“The Language Archive” (TLA) was founded in September 2011 to give a broad multilateral undertaking to build the foundations for a sustainable archive for language materials of all sorts, but especially records of small and endangered languages. The archive now hosts priceless materials from many endangered languages, notably the outcome of the VW DOBES project and many projects from the MPI Nijmegen, but also from other depositors. The original brief of TLA was to build the infrastructure for the long term preservation of these and similar materials.
TLA was funded for a 5 year period with the broad and generous support from three institutions, two academies, BBAW and KNAW, and the Max Planck Gesellschaft (MPG). It was agreed that the arrangement would be reviewed mid-way to reconsider the best way forward to ensure the long term preservation and access to the archive. Developments now suggest that, on the one hand, the present engagement of the three funding institutions may not be sustained into a next funding round, and on the other hand, that new opportunities have arisen. These include the establishment of a new MPG centre (Max Planck Computing and Data Centre, MCDC) where a lot of the eHumanities expertise now in TLA is likely to be further enhanced, and the growing capability of public-domain off-the-shelf archival frameworks (like Fedora Commons) and their wide adoption in public institutions which promise to lower the requirements for an independent unit like TLA.
In the light of these developments, our current planning is that TLA will be transformed after October 2016 into a joint operation between the MPI Nijmegen and the new MPG Computing and Data Centre (MCDC) in Garching, with a more focused Archive, run directly by the technical group of the host institution MPI Nijmegen, and the broader eHumanities development work coordinated by the MCDC. Between the two centres, the intention is to maintain for the long term the essential goals of TLA, and proper access to all the current archival materials, to upgrade and update the upload and retrieval software, and to continue to support such crucial exploitation tools as ELAN. We also hope that synergies with other major archives (such as shared back-up and maintenance solutions) can be maintained as they are now. Naturally, the original guarantees to all our depositors will be honoured under the new arrangements. Meanwhile, in the remaining two years of funding, TLA will concentrate on streamlining and improving the usability of all the important existing software, in order to construct a sustainable resource far into the future.
What depositors of datasets in the Archive can expect
Depositors can rest assured that the data will be preserved not only in the sense of bit-stream preservation (the MPG guaranteed this for DOBES and several other data sets for at least 50 years), but also in terms of long-term accessibility. Persistent identifiers will continue to be valid and to resolve to the actual data, and data will continue to be accessible and downloadable for those authorized, and protected from those not authorized. TLA’s topmost priorities are on reliable and (where possible) direct and easy access, with an emphasis on visualization (ANNEX). The maintenance of these functionalities takes place against some major changes in the underlying archival software, so we cannot at this stage be sure exactly what functionalities will be enhanced or restricted.
What new projects and people with legacy data can expect
TLA will give priority to existing collaborations and projects.

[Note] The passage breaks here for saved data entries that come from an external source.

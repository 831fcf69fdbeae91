//! metagrid-management — transactional metacluster management operations.
//!
//! [`MetaclusterApi`] exposes the cluster verbs (register, remove, list, get,
//! configure) and tenant verbs (create, delete, list, get, configure). Each
//! verb is one or more [`run_transaction`](metagrid_state::run_transaction)
//! units: conflicts with concurrent writers are retried transparently, while
//! validation failures abort immediately with a typed [`MetaclusterError`].
//!
//! Parsing of `key=value` configuration tokens lives in [`parse`] and does no
//! I/O.

pub mod api;
pub mod clusters;
pub mod error;
pub mod parse;
pub mod tenants;

pub use api::MetaclusterApi;
pub use clusters::RemoveClusterOutcome;
pub use error::{ErrorKind, MetaclusterError, MetaclusterResult};
pub use parse::{
    ClusterConfigUpdate, ConfigParseError, parse_cluster_configuration,
    parse_tenant_configuration, parse_tenant_create_options,
};
pub use tenants::TenantCreateOptions;
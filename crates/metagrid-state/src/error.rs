//! Error types for the Metagrid state store.

use thiserror::Error;

/// Result type alias for state store operations.
pub type StateResult<T> = Result<T, StateError>;

/// Errors that can occur during state store operations.
#[derive(Debug, Error)]
pub enum StateError {
    #[error("failed to open database: {0}")]
    Open(String),

    #[error("transaction error: {0}")]
    Transaction(String),

    #[error("table error: {0}")]
    Table(String),

    #[error("read error: {0}")]
    Read(String),

    #[error("write error: {0}")]
    Write(String),

    #[error("serialization error: {0}")]
    Serialize(String),

    #[error("deserialization error: {0}")]
    Deserialize(String),

    #[error("unsupported record encoding version {found} (newest supported is {supported})")]
    UnsupportedVersion { found: u32, supported: u32 },

    #[error("transaction not committed due to conflict with another transaction")]
    Conflict,

    #[error("key outside legal range: {0}")]
    KeyOutsideLegalRange(String),
}

impl StateError {
    /// True for conflicts that are resolved by re-running the transaction.
    pub fn is_conflict(&self) -> bool {
        matches!(self, StateError::Conflict)
    }

    /// True when stored bytes could not be decoded.
    pub fn is_decode(&self) -> bool {
        matches!(
            self,
            StateError::Deserialize(_) | StateError::UnsupportedVersion { .. }
        )
    }
}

New deposits will be handled dependent on available human resources.
What partners in collaboration projects can expect
It goes without saying that TLA will continue to participate actively in all ongoing projects and will attempt to meet all project obligations. Project collaborations without funding where TLA participates on a voluntary basis will continue as time and staffing allow.

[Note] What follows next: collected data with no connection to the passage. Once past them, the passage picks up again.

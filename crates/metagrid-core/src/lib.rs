pub mod config;
pub mod types;

pub use config::MetagridConfig;
pub use types::*;
//! Cluster verbs.

use metagrid_cluster::{
    ClusterConnectionString, ClusterUsage, DataClusterEntry, DataClusterMetadata,
};
use metagrid_core::{ClusterName, TenantName};
use metagrid_tenant::TenantState;
use tracing::{info, warn};

use crate::api::MetaclusterApi;
use crate::error::MetaclusterResult;
use crate::parse::parse_cluster_configuration;

/// Result of removing a cluster.
#[derive(Debug, Clone, Default, PartialEq, Eq)]
pub struct RemoveClusterOutcome {
    /// Tenants that were still assigned to the cluster and are now in
    /// `ERROR`, still naming the removed cluster.
    pub detached_tenants: Vec<TenantName>,
}

impl MetaclusterApi {
    pub fn register_cluster(
        &self,
        name: &str,
        connection_string: &ClusterConnectionString,
        entry: &DataClusterEntry,
    ) -> MetaclusterResult<()> {
        self.transact(|tx| {
            self.clusters
                .register_cluster(tx, name, connection_string, entry)?;
            Ok(())
        })?;
        info!(
            cluster = name,
            capacity = entry.capacity.num_tenant_groups,
            "cluster registered"
        );
        Ok(())
    }

    /// Remove a cluster. Without `force`, clusters with allocated tenant
    /// groups are rejected. With it, tenants still assigned to the cluster
    /// are moved to `ERROR` in the same transaction.
    pub fn remove_cluster(&self, name: &str, force: bool) -> MetaclusterResult<RemoveClusterOutcome> {
        let outcome = self.transact(|tx| {
            let removed = self.clusters.remove_cluster(tx, name, force)?;
            let mut detached_tenants = Vec::new();
            for tenant in removed.tenants {
                let Some(mut entry) = self.tenants.get_tenant(tx, &tenant)? else {
                    continue;
                };
                if entry.assigned_cluster.as_deref() != Some(name)
                    || entry.tenant_state == TenantState::Error
                {
                    continue;
                }
                entry.transition(TenantState::Error, false)?;
                self.tenants.update_tenant(tx, &tenant, &entry)?;
                detached_tenants.push(tenant);
            }
            Ok(RemoveClusterOutcome { detached_tenants })
        })?;

        for tenant in &outcome.detached_tenants {
            warn!(cluster = name, tenant = %tenant, "tenant left in error state by forced cluster removal");
        }
        info!(cluster = name, force, "cluster removed");
        Ok(outcome)
    }

    /// Clusters with names in `[begin, end)`, at most `limit`.
    pub fn list_clusters(
        &self,
        begin: &str,
        end: Option<&str>,
        limit: usize,
    ) -> MetaclusterResult<Vec<(ClusterName, DataClusterMetadata)>> {
        self.transact(|tx| Ok(self.clusters.list_clusters(tx, begin, end, limit)?))
    }

    pub fn get_cluster(&self, name: &str) -> MetaclusterResult<DataClusterMetadata> {
        self.transact(|tx| Ok(self.clusters.get_cluster(tx, name)?))
    }

    pub fn configure_cluster(
        &self,
        name: &str,
        connection_string: Option<ClusterConnectionString>,
        capacity: Option<ClusterUsage>,
    ) -> MetaclusterResult<DataClusterMetadata> {
        let metadata = self.transact(|tx| {
            Ok(self.clusters.configure_cluster(
                tx,
                name,
                connection_string.clone(),
                capacity,
            )?)
        })?;
        info!(
            cluster = name,
            capacity = metadata.entry.capacity.num_tenant_groups,
            "cluster configured"
        );
        Ok(metadata)
    }

    /// Apply `key=value` tokens to a cluster. Tokens are parsed against the
    /// entry read inside the transaction.
    pub fn configure_cluster_tokens<S: AsRef<str>>(
        &self,
        name: &str,
        tokens: &[S],
    ) -> MetaclusterResult<DataClusterMetadata> {
        let metadata = self.transact(|tx| {
            let current = self.clusters.get_cluster(tx, name)?;
            let update = parse_cluster_configuration(tokens, &current.entry)?;
            Ok(self.clusters.configure_cluster(
                tx,
                name,
                update.connection_string,
                update.entry.map(|entry| entry.capacity),
            )?)
        })?;
        info!(
            cluster = name,
            capacity = metadata.entry.capacity.num_tenant_groups,
            "cluster configured"
        );
        Ok(metadata)
    }
}

#[cfg(test)]
mod tests {
    use super::*;
    use crate::error::ErrorKind;
    use metagrid_state::{KvStore, RetryPolicy, Subspace};

    fn api() -> MetaclusterApi {
        MetaclusterApi::new(
            KvStore::open_in_memory().unwrap(),
            &Subspace::new(b"\xff/".to_vec()),
            &Subspace::new(b"\xff/metacluster/".to_vec()),
            RetryPolicy::default(),
        )
    }

    fn conn(s: &str) -> ClusterConnectionString {
        ClusterConnectionString::parse(s).unwrap()
    }

    #[test]
    fn configure_tokens_keeps_unmentioned_fields() {
        let api = api();
        api.register_cluster("c1", &conn("host:1"), &DataClusterEntry::with_capacity(3))
            .unwrap();

        let metadata = api
            .configure_cluster_tokens("c1", &["max_tenant_groups=8"])
            .unwrap();
        assert_eq!(metadata.entry.capacity.num_tenant_groups, 8);
        assert_eq!(metadata.connection_string.as_str(), "host:1");

        let metadata = api
            .configure_cluster_tokens("c1", &["connection_string=host:2"])
            .unwrap();
        assert_eq!(metadata.entry.capacity.num_tenant_groups, 8);
        assert_eq!(metadata.connection_string.as_str(), "host:2");
    }

    #[test]
    fn configure_tokens_errors() {
        let api = api();
        let err = api
            .configure_cluster_tokens("missing", &["max_tenant_groups=1"])
            .unwrap_err();
        assert_eq!(err.kind(), ErrorKind::NotFound);

        api.register_cluster("c1", &conn("host:1"), &DataClusterEntry::with_capacity(3))
            .unwrap();
        let err = api
            .configure_cluster_tokens("c1", &["bogus=1"])
            .unwrap_err();
        assert_eq!(err.kind(), ErrorKind::InvalidArgument);
        assert_eq!(
            api.get_cluster("c1").unwrap().entry.capacity.num_tenant_groups,
            3
        );
    }

    #[test]
    fn remove_empty_cluster() {
        let api = api();
        api.register_cluster("c1", &conn("host:1"), &DataClusterEntry::with_capacity(1))
            .unwrap();
        let outcome = api.remove_cluster("c1", false).unwrap();
        assert!(outcome.detached_tenants.is_empty());
        assert_eq!(api.get_cluster("c1").unwrap_err().kind(), ErrorKind::NotFound);
        assert_eq!(
            api.remove_cluster("c1", false).unwrap_err().kind(),
            ErrorKind::NotFound
        );
    }
}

What partners interested in future collaborations can expect
The Language Archive after 2016 will be organized as a joint undertaking between the MPI in Nijmegen and the Max Planck Computing and Data Centre (MCDC) in Garching. Future collaborations on joint development projects will need to be undertaken in consultation with the MCDC.

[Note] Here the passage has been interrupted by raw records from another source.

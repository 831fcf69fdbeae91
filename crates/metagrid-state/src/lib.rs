//! metagrid-state — transactional key-value store for Metagrid metadata.
//!
//! Backed by [redb](https://docs.rs/redb). redb serializes writers, so
//! optimistic concurrency is layered on top: a [`Transaction`] reads from the
//! snapshot taken when it began, buffers its writes, and on commit is checked
//! against every key written since that snapshot. A transaction whose reads
//! were invalidated fails with [`StateError::Conflict`] and is expected to be
//! re-run from the top, which [`run_transaction`] does.
//!
//! # Keyspace
//!
//! Keys starting with `0xff` are the reserved system keyspace and require
//! [`TransactionOption::AccessSystemKeys`]. Metadata collections live under
//! [`Subspace`] prefixes there; composite keys use the order-preserving
//! [`tuple`] encoding. Record values are versioned JSON envelopes (see
//! [`codec`]).

pub mod codec;
pub mod error;
pub mod retry;
pub mod store;
pub mod subspace;
pub mod tables;
pub mod tuple;

pub use codec::VersionedRecord;
pub use error::{StateError, StateResult};
pub use retry::{RetryPolicy, Retryable, run_transaction};
pub use store::{KvStore, Transaction, TransactionOption};
pub use subspace::{Subspace, key_after, strinc};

What archives using TLA’s ‘LAT’-software can expect
Fifteen institutions worldwide make use of TLA’s archiving software “Language Archiving Technology” (LAT), and several depend on at least some TLA support in order to maintain their archives. TLA is planning a major redesign of the archiving software in which a widely used open source repository system will form the core of the setup. The goal of this move is to create an archiving solution that will require less maintenance in the long run. TLA will extend the open source repository system such that suitable access and deposit methods for the kinds of data we host are available. This new LAT software – named ‘easyLAT’ – will be made available to all our partners, but we cannot guarantee extensive support after 2016.
What users of our stand-alone-software can expect
TLA has developed a number of tools. TLA cannot guarantee the maintenance and further development of most of them after September 2016, except for ELAN which will continue to be developed. The source code of the other tools will be made available publicly on platforms like GitHub. It is hoped that a larger community will take up further development.
What those concerned with infrastructures for the Humanities can expect
TLA has begun to organize a process where much of its advanced activities and central services will gradually be taken over by centers other than Nijmegen, including the Max Planck Computing and Data Centre in Garching. The MPI has asserted the interest and ambition to continue to be a CLARIN-Center. The institutional setting and funding of the CLARIN infrastructure after 2016 is not determined yet. However, even if TLA will not act as the strong CLARIN center it used to be after September 2016, this is in line with the vision of the project: right from its start CLARIN was designed as a distributed network of centers where some of the centers grow and others may shrink without putting the infrastructure as a whole at risk.